What is needed:
What lines in the records include the string "four"? Return each one.

Available records:

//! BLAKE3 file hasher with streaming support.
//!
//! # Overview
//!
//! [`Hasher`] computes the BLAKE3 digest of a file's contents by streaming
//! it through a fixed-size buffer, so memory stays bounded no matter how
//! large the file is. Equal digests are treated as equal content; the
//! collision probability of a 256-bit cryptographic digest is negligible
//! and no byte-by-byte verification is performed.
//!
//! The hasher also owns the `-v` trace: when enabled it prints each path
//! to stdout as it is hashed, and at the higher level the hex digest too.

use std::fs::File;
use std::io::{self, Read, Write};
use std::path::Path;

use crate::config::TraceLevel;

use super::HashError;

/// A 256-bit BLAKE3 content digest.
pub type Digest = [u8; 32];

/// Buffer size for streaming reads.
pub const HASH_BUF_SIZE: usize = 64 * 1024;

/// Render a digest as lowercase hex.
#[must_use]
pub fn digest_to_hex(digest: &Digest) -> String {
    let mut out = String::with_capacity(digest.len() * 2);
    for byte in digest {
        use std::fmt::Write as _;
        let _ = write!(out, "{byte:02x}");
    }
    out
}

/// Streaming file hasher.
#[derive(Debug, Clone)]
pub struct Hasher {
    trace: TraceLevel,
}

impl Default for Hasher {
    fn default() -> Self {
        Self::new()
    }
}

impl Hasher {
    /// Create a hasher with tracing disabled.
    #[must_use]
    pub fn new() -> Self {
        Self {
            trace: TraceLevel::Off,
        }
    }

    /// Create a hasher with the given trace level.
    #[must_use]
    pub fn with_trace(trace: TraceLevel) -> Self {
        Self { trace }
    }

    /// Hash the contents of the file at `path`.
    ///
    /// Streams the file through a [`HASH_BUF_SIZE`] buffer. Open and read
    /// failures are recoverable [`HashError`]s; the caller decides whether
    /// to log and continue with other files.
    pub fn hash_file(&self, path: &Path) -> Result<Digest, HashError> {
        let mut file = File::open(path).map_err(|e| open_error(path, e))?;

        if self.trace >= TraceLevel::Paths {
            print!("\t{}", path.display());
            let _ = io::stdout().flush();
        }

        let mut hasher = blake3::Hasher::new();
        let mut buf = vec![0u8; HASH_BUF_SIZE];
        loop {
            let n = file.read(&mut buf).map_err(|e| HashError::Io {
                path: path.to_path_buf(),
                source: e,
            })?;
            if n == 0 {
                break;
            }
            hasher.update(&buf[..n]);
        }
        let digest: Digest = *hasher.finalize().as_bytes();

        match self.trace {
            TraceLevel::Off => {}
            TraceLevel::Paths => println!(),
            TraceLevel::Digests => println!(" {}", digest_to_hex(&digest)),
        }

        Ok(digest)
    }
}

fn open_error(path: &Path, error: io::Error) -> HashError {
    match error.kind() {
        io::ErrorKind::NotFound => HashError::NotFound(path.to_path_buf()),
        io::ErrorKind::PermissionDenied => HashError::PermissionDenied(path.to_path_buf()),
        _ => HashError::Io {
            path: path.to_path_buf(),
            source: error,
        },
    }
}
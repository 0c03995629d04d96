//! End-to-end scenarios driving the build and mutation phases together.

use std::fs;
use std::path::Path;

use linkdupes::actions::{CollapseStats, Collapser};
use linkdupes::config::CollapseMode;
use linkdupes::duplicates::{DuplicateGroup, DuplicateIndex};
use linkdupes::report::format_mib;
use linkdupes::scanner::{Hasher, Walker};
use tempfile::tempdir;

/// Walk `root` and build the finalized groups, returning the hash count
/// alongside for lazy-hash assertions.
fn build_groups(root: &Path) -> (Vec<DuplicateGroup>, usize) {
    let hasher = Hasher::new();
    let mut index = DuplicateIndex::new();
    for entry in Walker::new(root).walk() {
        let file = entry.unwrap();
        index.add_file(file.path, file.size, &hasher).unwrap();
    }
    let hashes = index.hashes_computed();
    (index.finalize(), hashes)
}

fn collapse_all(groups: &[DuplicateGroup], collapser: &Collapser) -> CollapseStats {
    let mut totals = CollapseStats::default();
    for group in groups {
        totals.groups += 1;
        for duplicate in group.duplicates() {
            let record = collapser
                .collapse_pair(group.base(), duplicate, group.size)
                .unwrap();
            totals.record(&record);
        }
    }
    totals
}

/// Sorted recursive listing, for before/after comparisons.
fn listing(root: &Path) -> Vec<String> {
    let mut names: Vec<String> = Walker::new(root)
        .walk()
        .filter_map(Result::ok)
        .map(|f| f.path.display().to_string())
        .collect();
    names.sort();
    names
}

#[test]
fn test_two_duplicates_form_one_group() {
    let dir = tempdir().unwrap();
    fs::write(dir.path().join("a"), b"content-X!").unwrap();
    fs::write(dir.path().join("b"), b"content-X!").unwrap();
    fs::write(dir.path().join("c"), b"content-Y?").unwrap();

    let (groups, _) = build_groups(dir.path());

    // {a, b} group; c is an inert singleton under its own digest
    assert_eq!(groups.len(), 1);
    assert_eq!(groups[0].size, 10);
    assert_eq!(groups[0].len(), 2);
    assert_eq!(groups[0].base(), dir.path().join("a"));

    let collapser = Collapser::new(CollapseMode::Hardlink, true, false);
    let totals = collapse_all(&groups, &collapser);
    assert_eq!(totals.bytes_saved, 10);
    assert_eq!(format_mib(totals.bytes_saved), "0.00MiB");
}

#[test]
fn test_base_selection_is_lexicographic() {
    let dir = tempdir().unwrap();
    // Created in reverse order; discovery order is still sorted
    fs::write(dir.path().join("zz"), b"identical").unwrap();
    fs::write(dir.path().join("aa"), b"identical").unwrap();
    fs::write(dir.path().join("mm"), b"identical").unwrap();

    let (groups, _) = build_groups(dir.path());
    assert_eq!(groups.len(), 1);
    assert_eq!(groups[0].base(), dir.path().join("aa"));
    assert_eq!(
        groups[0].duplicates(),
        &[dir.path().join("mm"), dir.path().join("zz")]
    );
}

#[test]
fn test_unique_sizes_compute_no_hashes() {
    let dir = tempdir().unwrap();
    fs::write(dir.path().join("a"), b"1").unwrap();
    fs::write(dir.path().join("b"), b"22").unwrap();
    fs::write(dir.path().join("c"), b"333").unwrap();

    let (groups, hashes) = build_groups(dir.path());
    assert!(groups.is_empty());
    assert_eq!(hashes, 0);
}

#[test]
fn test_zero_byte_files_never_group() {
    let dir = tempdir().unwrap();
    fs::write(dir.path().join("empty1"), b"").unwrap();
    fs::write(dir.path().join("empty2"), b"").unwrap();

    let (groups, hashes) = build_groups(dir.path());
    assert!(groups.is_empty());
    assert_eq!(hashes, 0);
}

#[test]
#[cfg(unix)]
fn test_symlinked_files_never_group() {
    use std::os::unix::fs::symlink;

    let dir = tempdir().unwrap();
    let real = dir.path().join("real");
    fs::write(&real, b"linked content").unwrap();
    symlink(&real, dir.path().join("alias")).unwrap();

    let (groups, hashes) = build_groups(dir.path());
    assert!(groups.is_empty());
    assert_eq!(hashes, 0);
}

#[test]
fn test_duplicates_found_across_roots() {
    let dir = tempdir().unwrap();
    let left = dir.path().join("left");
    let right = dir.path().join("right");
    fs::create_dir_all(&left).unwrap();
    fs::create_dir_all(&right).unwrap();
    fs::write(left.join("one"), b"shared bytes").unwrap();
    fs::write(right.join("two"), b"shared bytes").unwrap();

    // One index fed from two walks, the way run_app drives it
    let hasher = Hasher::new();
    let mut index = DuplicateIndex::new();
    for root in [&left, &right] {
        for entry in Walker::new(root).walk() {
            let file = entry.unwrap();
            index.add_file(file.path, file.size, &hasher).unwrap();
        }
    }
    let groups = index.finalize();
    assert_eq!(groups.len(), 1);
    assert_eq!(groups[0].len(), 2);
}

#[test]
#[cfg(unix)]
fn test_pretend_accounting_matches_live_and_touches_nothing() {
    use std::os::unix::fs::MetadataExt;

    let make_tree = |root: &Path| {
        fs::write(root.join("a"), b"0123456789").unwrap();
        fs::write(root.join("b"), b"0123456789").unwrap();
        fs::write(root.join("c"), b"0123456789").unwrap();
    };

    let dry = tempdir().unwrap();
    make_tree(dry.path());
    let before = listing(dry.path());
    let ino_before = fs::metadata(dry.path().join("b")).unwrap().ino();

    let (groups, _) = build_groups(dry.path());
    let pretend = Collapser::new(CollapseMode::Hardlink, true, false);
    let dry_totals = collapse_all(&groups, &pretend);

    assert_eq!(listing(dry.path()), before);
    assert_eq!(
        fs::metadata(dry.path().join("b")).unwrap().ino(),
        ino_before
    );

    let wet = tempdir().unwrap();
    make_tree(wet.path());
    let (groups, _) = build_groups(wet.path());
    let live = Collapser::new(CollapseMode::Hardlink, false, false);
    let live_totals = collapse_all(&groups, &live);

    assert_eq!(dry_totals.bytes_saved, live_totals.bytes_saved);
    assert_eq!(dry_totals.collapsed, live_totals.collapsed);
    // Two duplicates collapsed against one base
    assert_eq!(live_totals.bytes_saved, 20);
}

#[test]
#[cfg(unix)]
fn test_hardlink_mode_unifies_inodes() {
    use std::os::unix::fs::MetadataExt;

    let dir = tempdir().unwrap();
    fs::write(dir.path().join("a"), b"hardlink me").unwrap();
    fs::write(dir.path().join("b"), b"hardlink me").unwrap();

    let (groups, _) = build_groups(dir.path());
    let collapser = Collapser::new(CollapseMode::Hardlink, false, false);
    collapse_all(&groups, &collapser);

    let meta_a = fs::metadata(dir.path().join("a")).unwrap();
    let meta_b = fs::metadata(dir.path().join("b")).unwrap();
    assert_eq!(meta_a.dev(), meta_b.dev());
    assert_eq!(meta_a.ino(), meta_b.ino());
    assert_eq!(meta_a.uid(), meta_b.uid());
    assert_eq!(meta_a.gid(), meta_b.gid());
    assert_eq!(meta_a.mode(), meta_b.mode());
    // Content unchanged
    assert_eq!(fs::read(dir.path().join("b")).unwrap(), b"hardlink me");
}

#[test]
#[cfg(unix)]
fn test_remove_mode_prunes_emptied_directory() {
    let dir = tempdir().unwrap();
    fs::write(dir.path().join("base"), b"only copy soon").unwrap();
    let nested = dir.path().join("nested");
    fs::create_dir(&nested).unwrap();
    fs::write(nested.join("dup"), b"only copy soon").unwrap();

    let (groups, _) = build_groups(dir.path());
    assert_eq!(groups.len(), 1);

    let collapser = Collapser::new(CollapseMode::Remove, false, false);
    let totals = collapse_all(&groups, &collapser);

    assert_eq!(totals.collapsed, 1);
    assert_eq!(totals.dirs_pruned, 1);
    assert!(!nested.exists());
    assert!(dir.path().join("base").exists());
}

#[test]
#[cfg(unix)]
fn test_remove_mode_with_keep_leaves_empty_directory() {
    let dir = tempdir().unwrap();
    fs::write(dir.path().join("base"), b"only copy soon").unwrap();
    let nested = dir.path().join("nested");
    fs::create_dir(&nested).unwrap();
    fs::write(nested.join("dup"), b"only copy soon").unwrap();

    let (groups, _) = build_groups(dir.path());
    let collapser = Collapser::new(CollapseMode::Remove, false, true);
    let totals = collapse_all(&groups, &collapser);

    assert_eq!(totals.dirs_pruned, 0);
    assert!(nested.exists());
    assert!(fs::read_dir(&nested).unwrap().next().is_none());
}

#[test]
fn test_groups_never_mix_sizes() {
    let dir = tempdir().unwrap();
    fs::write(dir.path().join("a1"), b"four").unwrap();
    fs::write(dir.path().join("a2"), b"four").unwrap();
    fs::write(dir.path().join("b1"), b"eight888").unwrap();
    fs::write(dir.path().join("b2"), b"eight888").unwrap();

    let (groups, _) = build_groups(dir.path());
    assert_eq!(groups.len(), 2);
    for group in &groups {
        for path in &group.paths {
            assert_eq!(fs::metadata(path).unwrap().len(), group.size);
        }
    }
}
...
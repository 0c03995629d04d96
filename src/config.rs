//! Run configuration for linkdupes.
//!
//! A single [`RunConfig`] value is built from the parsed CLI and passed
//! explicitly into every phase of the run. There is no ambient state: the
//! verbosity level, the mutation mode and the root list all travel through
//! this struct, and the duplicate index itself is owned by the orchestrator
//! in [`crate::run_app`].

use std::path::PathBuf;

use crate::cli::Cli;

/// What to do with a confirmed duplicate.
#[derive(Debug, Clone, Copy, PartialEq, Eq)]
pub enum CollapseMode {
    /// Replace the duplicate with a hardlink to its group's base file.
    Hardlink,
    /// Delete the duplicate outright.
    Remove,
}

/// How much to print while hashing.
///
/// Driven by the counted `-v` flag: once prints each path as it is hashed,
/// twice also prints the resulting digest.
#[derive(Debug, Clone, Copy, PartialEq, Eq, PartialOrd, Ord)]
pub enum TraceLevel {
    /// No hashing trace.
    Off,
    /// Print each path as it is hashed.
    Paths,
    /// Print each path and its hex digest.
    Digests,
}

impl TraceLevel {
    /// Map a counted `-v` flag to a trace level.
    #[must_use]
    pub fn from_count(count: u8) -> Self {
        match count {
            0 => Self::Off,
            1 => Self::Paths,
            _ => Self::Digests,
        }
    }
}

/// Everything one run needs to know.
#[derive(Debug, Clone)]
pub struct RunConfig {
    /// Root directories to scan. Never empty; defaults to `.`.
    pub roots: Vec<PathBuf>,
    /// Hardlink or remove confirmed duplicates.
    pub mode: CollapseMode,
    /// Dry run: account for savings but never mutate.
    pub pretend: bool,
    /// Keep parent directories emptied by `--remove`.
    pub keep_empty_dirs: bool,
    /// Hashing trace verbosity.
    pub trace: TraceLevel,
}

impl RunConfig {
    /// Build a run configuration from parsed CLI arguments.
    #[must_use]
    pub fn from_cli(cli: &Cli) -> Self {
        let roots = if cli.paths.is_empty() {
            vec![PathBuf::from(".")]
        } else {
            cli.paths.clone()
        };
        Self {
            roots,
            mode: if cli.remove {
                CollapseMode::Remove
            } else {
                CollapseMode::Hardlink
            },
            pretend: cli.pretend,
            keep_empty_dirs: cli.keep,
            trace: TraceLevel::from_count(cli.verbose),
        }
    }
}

Task result:
    fs::write(dir.path().join("a1"), b"four").unwrap();
    fs::write(dir.path().join("a2"), b"four").unwrap();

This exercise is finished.